**WHAT IS NEEDED**: Search the material for the string "index", then show every line where it turns up.

**RECORD SET**:
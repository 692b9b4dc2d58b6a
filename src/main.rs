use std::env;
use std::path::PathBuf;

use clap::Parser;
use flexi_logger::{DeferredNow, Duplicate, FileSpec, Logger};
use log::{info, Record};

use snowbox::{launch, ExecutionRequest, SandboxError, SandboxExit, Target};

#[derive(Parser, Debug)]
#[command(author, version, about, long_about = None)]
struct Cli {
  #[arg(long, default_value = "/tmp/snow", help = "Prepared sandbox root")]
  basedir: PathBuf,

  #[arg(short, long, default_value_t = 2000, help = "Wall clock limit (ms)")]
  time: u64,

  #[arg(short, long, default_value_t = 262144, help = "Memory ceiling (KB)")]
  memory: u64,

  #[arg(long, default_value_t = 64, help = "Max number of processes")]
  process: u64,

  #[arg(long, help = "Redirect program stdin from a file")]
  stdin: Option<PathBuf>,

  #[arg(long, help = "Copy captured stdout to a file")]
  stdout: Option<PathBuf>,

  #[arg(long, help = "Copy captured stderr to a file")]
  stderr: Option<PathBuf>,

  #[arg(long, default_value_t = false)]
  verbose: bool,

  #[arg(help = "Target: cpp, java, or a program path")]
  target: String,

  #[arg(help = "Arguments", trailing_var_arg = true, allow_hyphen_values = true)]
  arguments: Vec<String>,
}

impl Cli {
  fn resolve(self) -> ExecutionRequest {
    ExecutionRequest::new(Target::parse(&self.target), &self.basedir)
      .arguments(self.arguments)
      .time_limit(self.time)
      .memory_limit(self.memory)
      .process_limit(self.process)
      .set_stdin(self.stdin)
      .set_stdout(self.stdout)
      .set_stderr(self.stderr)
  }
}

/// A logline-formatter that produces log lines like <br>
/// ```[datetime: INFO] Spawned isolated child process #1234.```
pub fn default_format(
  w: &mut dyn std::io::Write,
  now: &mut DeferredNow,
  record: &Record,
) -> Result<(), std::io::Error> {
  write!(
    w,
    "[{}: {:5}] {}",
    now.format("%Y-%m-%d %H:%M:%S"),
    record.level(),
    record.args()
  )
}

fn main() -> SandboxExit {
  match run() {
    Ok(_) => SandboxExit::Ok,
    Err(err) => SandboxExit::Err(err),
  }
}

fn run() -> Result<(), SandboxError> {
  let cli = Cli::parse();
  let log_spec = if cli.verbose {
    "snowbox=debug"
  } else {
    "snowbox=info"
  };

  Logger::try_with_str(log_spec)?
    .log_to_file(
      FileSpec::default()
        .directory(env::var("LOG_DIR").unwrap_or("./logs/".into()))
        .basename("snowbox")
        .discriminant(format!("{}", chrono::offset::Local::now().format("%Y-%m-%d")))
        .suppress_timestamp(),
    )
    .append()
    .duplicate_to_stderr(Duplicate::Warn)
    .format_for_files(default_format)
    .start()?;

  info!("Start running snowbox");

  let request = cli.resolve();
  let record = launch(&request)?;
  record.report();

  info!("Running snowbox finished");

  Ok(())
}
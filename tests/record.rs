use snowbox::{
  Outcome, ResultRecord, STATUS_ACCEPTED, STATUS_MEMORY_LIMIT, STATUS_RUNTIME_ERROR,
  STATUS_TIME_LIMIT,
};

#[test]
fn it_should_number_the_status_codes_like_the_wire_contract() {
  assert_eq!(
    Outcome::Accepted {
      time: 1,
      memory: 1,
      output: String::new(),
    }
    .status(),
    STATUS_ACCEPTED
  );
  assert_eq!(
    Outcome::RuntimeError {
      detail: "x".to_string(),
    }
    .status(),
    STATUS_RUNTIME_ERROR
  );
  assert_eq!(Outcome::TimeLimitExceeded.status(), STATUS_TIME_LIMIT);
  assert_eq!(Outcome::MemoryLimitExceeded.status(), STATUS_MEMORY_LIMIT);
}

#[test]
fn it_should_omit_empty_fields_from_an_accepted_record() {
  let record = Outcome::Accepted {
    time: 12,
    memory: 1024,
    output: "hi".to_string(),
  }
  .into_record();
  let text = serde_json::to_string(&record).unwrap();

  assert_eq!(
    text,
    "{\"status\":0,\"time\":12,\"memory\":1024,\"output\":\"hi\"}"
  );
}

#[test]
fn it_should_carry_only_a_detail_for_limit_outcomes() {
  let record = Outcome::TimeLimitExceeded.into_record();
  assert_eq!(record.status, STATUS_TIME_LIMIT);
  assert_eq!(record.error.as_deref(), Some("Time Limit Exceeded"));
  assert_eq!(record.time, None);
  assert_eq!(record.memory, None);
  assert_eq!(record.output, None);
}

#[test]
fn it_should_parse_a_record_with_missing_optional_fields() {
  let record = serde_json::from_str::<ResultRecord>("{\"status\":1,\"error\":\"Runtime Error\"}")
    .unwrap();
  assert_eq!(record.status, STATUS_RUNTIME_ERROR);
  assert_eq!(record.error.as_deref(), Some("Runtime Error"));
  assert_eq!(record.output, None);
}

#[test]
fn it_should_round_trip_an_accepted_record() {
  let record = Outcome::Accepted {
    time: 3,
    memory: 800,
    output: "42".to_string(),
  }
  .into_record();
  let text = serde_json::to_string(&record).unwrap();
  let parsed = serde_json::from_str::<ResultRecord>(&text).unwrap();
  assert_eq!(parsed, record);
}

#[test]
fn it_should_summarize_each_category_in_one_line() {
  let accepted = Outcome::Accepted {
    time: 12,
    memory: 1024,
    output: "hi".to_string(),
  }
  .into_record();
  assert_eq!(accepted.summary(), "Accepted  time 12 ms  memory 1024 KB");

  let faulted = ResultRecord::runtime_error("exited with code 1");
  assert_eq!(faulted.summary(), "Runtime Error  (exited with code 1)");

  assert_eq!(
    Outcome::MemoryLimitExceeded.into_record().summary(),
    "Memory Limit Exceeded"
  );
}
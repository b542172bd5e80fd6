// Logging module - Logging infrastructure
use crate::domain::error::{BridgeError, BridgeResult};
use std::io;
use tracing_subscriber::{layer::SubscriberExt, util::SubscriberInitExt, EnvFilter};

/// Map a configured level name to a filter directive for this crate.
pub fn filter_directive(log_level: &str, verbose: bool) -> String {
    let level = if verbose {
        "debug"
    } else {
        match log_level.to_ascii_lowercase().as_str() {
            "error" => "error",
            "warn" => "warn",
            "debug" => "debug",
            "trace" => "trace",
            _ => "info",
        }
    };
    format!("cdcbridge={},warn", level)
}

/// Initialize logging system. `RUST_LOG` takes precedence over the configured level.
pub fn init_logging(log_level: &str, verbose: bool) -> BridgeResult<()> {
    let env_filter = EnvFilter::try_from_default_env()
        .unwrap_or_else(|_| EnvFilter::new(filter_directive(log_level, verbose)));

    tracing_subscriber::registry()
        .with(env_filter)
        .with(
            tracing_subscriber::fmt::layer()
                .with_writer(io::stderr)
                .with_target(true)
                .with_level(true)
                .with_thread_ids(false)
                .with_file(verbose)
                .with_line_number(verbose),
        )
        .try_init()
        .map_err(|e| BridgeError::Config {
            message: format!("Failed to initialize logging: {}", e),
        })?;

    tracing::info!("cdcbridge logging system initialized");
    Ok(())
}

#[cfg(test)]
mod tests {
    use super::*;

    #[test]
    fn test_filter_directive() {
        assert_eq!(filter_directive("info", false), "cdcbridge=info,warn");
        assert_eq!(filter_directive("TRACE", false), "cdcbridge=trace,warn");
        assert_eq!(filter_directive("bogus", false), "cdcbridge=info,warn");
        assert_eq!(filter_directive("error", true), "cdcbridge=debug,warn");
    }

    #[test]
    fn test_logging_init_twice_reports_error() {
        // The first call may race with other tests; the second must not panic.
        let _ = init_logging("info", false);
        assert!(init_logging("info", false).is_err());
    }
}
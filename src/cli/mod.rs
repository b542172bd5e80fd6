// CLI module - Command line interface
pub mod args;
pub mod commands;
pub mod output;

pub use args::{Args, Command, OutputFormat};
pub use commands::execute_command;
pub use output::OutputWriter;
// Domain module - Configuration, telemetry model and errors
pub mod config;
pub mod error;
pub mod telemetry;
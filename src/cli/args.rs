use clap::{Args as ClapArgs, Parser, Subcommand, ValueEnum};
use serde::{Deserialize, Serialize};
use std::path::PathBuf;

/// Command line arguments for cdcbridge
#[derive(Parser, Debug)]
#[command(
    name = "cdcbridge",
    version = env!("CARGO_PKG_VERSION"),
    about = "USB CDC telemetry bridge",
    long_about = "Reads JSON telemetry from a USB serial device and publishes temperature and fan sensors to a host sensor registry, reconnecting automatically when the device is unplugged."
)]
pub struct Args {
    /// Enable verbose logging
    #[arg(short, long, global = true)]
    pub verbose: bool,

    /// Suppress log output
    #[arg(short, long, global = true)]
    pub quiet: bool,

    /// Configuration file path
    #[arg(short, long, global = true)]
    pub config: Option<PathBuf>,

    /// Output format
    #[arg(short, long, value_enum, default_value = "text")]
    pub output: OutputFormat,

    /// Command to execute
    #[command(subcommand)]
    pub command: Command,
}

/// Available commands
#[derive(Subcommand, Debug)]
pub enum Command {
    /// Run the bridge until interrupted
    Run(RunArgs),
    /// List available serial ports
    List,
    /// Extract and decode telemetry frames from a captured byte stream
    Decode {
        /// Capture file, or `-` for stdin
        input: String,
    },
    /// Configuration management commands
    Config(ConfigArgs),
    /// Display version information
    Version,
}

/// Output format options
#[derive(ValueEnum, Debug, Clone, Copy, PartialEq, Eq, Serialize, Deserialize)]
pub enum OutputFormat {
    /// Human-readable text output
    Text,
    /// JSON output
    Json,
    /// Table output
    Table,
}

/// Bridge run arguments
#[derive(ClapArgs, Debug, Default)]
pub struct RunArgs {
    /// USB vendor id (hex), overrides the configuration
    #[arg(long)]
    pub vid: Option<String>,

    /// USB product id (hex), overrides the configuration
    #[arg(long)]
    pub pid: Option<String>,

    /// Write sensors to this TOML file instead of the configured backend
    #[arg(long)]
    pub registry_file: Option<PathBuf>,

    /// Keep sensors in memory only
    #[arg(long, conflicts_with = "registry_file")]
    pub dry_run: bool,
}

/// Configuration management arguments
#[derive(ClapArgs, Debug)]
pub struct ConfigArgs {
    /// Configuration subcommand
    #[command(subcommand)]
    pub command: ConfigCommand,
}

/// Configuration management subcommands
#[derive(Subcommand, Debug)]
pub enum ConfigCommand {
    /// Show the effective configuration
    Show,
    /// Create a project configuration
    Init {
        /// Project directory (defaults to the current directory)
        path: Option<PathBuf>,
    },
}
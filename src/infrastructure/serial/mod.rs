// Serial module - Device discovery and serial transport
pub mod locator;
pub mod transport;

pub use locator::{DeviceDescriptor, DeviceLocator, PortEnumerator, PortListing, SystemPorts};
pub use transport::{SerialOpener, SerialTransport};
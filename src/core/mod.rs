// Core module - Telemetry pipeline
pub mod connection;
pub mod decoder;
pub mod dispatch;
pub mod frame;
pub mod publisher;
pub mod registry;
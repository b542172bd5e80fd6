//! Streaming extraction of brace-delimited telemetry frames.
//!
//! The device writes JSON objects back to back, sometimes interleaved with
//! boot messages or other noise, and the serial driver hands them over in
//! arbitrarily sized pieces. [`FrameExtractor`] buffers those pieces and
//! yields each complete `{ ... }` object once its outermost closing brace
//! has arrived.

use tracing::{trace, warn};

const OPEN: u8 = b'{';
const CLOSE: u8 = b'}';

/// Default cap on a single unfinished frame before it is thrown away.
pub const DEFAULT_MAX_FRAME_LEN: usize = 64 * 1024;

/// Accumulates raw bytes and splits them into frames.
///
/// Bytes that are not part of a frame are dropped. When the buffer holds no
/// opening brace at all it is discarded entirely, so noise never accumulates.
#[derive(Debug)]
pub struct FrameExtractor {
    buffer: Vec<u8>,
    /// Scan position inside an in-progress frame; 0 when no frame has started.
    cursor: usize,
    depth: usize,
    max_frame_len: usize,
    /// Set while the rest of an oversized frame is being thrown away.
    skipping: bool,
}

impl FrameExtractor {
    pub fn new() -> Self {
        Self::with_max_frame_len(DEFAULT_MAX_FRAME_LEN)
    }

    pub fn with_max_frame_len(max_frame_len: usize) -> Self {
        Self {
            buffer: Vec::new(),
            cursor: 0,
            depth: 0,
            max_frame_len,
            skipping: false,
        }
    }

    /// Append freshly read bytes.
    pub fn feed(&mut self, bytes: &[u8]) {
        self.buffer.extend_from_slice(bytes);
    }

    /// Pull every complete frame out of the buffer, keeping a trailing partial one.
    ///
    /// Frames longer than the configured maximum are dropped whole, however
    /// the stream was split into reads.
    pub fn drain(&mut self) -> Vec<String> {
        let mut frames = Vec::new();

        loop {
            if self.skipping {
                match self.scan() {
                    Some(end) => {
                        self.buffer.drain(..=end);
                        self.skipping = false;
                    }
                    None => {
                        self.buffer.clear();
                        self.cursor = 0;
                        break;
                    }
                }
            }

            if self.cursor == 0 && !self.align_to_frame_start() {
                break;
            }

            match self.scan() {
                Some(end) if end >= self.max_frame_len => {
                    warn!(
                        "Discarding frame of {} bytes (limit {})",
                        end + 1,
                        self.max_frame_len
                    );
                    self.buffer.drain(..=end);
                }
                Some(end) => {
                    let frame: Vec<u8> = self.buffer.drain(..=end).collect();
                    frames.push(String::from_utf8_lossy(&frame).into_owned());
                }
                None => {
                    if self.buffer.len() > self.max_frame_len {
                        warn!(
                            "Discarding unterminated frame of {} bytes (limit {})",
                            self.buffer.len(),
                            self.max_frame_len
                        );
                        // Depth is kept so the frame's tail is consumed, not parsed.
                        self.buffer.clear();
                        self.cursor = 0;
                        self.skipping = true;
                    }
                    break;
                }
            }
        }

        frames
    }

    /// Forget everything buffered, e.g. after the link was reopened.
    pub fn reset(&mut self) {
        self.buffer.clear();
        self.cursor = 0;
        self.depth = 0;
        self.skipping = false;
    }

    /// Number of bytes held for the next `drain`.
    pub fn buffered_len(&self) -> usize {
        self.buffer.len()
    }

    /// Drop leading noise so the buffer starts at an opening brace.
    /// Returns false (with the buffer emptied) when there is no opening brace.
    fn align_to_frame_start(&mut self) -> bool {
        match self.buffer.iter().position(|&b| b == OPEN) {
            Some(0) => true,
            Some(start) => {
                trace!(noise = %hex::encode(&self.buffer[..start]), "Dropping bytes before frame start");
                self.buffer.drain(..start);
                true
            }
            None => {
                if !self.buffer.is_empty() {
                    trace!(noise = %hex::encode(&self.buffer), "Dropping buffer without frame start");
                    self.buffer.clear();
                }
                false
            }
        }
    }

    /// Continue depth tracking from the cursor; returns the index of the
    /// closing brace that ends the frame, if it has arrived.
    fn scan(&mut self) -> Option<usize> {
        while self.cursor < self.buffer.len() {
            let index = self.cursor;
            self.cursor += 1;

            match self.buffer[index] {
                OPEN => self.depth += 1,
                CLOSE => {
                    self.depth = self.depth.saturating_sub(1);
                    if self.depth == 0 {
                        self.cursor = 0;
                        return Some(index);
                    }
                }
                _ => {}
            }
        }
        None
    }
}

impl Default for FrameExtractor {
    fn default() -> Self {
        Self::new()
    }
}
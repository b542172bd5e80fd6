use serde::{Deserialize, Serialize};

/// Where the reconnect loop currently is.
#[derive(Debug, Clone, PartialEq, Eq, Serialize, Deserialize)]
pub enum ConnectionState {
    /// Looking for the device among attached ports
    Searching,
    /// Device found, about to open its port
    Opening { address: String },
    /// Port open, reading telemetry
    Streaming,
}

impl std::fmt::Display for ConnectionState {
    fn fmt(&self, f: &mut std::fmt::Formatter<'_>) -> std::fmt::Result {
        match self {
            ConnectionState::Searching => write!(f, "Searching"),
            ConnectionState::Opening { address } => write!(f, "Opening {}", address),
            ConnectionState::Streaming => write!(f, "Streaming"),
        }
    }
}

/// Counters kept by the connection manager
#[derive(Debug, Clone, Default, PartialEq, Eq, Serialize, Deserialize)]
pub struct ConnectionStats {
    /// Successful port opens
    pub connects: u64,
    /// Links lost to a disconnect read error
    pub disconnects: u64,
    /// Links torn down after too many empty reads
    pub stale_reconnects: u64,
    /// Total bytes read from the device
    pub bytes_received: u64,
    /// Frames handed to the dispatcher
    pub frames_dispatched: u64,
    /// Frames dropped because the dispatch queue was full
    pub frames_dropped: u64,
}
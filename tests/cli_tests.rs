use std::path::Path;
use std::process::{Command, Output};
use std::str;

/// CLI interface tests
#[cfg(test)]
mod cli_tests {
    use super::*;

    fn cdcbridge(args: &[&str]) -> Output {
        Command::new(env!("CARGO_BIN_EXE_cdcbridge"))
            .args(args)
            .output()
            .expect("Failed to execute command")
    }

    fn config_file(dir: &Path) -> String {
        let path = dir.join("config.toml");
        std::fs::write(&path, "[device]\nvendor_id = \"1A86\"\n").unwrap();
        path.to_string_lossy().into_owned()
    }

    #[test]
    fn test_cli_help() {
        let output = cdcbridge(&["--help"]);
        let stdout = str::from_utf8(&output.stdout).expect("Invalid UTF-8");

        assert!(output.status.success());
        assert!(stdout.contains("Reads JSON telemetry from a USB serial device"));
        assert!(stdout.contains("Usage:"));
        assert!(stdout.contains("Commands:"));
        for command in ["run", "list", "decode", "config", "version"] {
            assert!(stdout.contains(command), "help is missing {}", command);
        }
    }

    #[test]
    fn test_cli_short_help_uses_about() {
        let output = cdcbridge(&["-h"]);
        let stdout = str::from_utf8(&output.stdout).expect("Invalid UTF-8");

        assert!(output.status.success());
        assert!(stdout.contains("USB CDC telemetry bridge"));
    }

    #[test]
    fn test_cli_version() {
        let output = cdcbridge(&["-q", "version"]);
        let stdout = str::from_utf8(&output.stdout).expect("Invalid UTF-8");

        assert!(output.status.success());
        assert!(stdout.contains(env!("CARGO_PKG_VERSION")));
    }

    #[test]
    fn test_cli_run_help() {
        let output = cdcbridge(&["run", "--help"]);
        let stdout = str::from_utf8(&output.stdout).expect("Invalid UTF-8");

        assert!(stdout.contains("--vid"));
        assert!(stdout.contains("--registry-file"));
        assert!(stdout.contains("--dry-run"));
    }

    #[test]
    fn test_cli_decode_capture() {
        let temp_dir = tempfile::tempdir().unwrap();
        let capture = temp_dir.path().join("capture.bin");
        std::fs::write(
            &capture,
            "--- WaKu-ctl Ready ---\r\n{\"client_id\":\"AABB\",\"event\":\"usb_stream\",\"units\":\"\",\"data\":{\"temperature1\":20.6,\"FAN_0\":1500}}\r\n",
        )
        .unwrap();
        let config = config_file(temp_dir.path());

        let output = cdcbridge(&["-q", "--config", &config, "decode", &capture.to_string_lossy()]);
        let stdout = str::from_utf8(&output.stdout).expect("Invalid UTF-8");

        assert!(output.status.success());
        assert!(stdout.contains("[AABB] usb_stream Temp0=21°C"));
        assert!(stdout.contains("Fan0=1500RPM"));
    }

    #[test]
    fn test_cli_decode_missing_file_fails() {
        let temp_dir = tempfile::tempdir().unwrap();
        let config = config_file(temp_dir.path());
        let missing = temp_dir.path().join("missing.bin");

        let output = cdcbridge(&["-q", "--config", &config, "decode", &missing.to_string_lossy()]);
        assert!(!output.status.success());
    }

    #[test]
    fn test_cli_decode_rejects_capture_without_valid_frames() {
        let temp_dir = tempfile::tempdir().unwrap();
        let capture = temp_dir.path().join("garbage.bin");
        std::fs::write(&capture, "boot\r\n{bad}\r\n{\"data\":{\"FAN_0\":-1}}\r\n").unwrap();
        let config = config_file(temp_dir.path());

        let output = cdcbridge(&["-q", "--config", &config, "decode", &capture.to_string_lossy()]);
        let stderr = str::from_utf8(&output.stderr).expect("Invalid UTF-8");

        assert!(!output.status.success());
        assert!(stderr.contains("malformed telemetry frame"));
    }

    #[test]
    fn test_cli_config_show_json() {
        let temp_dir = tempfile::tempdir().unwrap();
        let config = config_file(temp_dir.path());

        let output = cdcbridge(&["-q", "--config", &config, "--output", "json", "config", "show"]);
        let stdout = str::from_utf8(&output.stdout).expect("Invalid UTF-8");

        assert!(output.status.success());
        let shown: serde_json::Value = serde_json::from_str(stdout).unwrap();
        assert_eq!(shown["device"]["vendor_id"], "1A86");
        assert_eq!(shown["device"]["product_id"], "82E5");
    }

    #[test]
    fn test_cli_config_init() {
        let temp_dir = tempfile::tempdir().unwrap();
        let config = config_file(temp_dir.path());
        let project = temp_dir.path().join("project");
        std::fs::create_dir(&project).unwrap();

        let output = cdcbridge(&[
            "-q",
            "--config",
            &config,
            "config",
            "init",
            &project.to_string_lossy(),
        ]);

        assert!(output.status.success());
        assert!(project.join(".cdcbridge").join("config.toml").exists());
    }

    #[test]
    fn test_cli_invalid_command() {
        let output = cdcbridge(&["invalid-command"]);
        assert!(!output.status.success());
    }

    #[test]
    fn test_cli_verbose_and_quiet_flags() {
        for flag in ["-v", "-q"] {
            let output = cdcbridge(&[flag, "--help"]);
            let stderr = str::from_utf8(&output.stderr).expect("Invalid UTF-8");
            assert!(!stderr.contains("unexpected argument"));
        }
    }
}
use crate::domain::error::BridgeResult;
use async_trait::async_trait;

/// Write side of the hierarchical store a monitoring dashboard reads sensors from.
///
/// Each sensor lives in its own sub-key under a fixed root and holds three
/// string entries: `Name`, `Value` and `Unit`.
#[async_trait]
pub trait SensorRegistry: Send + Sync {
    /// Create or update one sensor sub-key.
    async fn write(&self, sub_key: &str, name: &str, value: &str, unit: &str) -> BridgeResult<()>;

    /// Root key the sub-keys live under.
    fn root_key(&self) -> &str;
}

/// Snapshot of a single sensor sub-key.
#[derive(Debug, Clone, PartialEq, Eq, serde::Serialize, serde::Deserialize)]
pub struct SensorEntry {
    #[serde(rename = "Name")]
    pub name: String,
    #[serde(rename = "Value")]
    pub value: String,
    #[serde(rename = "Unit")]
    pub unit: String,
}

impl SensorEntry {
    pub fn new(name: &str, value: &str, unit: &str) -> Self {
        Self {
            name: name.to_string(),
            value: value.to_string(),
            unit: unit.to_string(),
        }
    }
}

**RESPONSE**:
    /// Continue depth tracking from the cursor; returns the index of the
            let index = self.cursor;
            match self.buffer[index] {
                        return Some(index);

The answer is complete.